Mulai dari tanggal 28 Juli waktu setempat, Menteri Perdagangan dari 12 negara yang ikut serta dalam perundingan mengenai "Persetujuan Mitra Ekonomi Strategis Trans Pasifik" (TPP) di Hawaii selama 4 hari akan mengadakan diskusi mengenai masalah-masalah yang ditunda sebelumnya. Ini merupakan sidang resmi pertama perundingan TPP setelah Presiden AS Barack Obama mendapat otoritas "mempercepat" pada bulan lalu.
Menurut otoritas "mempercepat" tersebut, Kongres AS hanya memiliki hak pemungutan suara untuk "mengesahkan" atau "memveto" persetujuan perdagangan yang dicapai pemerintah, namun tidak berhak untuk memeriksa satu per satu dan merevisinya. Oleh karena itu, dunia menaruh harapan atas terobosan dalam perundingan TPP. Sebelum menuju Hawaii, Menteri Ekonomi dan Keuangan Jepang Akira Amari pernah menyatakan, sidang tersebut sangat penting bagi nasib TPP, karena itu ini kemungkinan besar akan menjadi perundingan terakhir.

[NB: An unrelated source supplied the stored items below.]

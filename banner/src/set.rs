/*
    Copyright (C) 2025 bugo07
    Released under EUPL 1.2 License
*/

use std::fs::File;
use std::io::{BufReader, ErrorKind};
use std::path::Path;

use crate::error::{BannerError, BannerResult};
use crate::frame::BannerFrame;
use crate::header::BannerHeader;
use crate::limits::Limits;

/// File name of frame `index` inside a frame directory.
pub fn frame_file_name(index: usize) -> String {
    format!("banner_frame_{index:03}.bin")
}

/// Loads `banner_frame_000.bin`, `banner_frame_001.bin`, ... from `dir`,
/// stopping at the first index with no file. Every header is checked
/// against `limits` before its payload is read.
///
/// An empty or missing directory yields an empty set.
pub fn load_frame_set(dir: impl AsRef<Path>, limits: &Limits) -> BannerResult<Vec<BannerFrame>> {
    let dir = dir.as_ref();
    let mut frames = Vec::new();
    loop {
        let path = dir.join(frame_file_name(frames.len()));
        let file = match File::open(&path) {
            Ok(file) => file,
            Err(e) if e.kind() == ErrorKind::NotFound => break,
            Err(e) => return Err(BannerError::Io(e)),
        };
        let actual = file.metadata()?.len();
        let mut reader = BufReader::new(file);
        let header = BannerHeader::read_from(&mut reader)?;
        limits.check(&header)?;
        if actual != header.file_len() {
            return Err(BannerError::SizeMismatch {
                expected: header.file_len(),
                actual,
            });
        }
        frames.push(BannerFrame::read_payload(&mut reader, header)?);
    }
    Ok(frames)
}

#[cfg(test)]
mod tests {
    use super::*;
    use std::fs;
    use std::path::PathBuf;

    fn temp_dir(name: &str) -> PathBuf {
        let mut path = std::env::temp_dir();
        path.push(format!("banner-set-{}-{name}", std::process::id()));
        fs::create_dir_all(&path).unwrap();
        path
    }

    fn write_frame(dir: &Path, index: usize, frame: &BannerFrame) {
        let mut bytes = Vec::new();
        frame.write_to(&mut bytes).unwrap();
        fs::write(dir.join(frame_file_name(index)), bytes).unwrap();
    }

    fn solid(width: u32, height: u32, delay_ms: u32, rgba: [u8; 4]) -> BannerFrame {
        let data = rgba.repeat(width as usize * height as usize);
        BannerFrame::from_rgba(width, height, delay_ms, &data).unwrap()
    }

    #[test]
    fn names_are_zero_padded() {
        assert_eq!(frame_file_name(0), "banner_frame_000.bin");
        assert_eq!(frame_file_name(7), "banner_frame_007.bin");
        assert_eq!(frame_file_name(123), "banner_frame_123.bin");
        assert_eq!(frame_file_name(1000), "banner_frame_1000.bin");
    }

    #[test]
    fn loads_contiguous_frames_in_order() {
        let dir = temp_dir("contiguous");
        let first = solid(2, 2, 40, [255, 0, 0, 255]);
        let second = solid(2, 2, 60, [0, 255, 0, 255]);
        write_frame(&dir, 0, &first);
        write_frame(&dir, 1, &second);

        let frames = load_frame_set(&dir, &Limits::DISPLAY).unwrap();
        let _ = fs::remove_dir_all(&dir);
        assert_eq!(frames, vec![first, second]);
    }

    #[test]
    fn stops_at_first_gap() {
        let dir = temp_dir("gap");
        let frame = solid(1, 1, 10, [1, 2, 3, 4]);
        write_frame(&dir, 0, &frame);
        write_frame(&dir, 2, &frame);

        let frames = load_frame_set(&dir, &Limits::DISPLAY).unwrap();
        let _ = fs::remove_dir_all(&dir);
        assert_eq!(frames.len(), 1);
    }

    #[test]
    fn missing_directory_is_empty() {
        let mut dir = std::env::temp_dir();
        dir.push(format!("banner-set-{}-absent", std::process::id()));
        assert_eq!(load_frame_set(&dir, &Limits::DISPLAY).unwrap(), vec![]);
    }

    #[test]
    fn oversized_frame_fails_the_whole_load() {
        let dir = temp_dir("oversized");
        write_frame(&dir, 0, &solid(1, 1, 10, [0, 0, 0, 255]));
        // Header claims 800x600; only the header is on disk, the limit
        // check fires before the payload length is even considered.
        let header = BannerHeader {
            width: 800,
            height: 600,
            delay_ms: 10,
        };
        fs::write(dir.join(frame_file_name(1)), header.to_bytes()).unwrap();

        let result = load_frame_set(&dir, &Limits::DISPLAY);
        let _ = fs::remove_dir_all(&dir);
        assert!(matches!(result, Err(BannerError::OverLimit { .. })));
    }

    #[test]
    fn unlimited_load_still_rejects_impossible_sizes() {
        let dir = temp_dir("impossible");
        let header = BannerHeader {
            width: u32::MAX,
            height: u32::MAX,
            delay_ms: 10,
        };
        fs::write(dir.join(frame_file_name(0)), header.to_bytes()).unwrap();

        let result = load_frame_set(&dir, &Limits::no_limits());
        let _ = fs::remove_dir_all(&dir);
        assert!(matches!(result, Err(BannerError::SizeMismatch { .. })));
    }

    #[test]
    fn corrupt_magic_fails_the_whole_load() {
        let dir = temp_dir("corrupt");
        fs::write(dir.join(frame_file_name(0)), b"JUNKJUNKJUNKJUNK").unwrap();

        let result = load_frame_set(&dir, &Limits::DISPLAY);
        let _ = fs::remove_dir_all(&dir);
        assert!(matches!(result, Err(BannerError::BadMagic(_))));
    }
}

Perundingan TPP sudah berlangsung selama 5 tahun lebih, berbagai pihak berharap mencapai persetujuan dalam pekan ini. Namun mayoritas analis berpendapat, dalam 31 bidang TPP, terdapat 25 bidang yang pada pokoknya mencapai kesepahaman, namun tetap terdapat serangkaian rintangan diharapkan mencapai terobosan, seperti akses pasar, reformasi perusahaan milik negara, peraturan HaKI, peraturan tenaga kerja, pelestarian lingkungan dan mekanisme penyelesaian pertikaian antar negara-negara investor. Oleh karena itu, perundingan tingkat menteri kali ini menghadapi kesulitan. Misalnya sebagai dua komunitas ekonomi besar, AS dan Jepang belum mencapai kesepakatan mengenai tarif impor produk pertanian dan tarif perdagangan otomotif, dimana hal itu telah mempengaruhi proses perundingan TPP. Selain itu, pemerintah Kanada segan membuka pasar produk susu dan daging unggas karena sedang menghadapi pemilu federal pada bulan Oktober tahun ini. Hal ini juga mempengaruhi emosi umum terhadap prospek perundingan TPP.
Apabila persetujuan gagal dicapai pada pekan ini gagal atau ditunda sampai tahun depan, maka akan terjadi ketidakpastian yang lebih besar bagi TPP. Mengingat sebagian negara yang berpartisipasi dalam perundingan mungkin akan mengalami perubahan situasi politik dalam negeri, misalnya AS akan mengadakan pilpres tahun depan, Perdana Menteri Malaysia Najib Razak yang terlibat dalam skandal keuangan, maka hal-hal diatas tentunya dapat membawa dampak politik yang negatif bagi proses perundingan.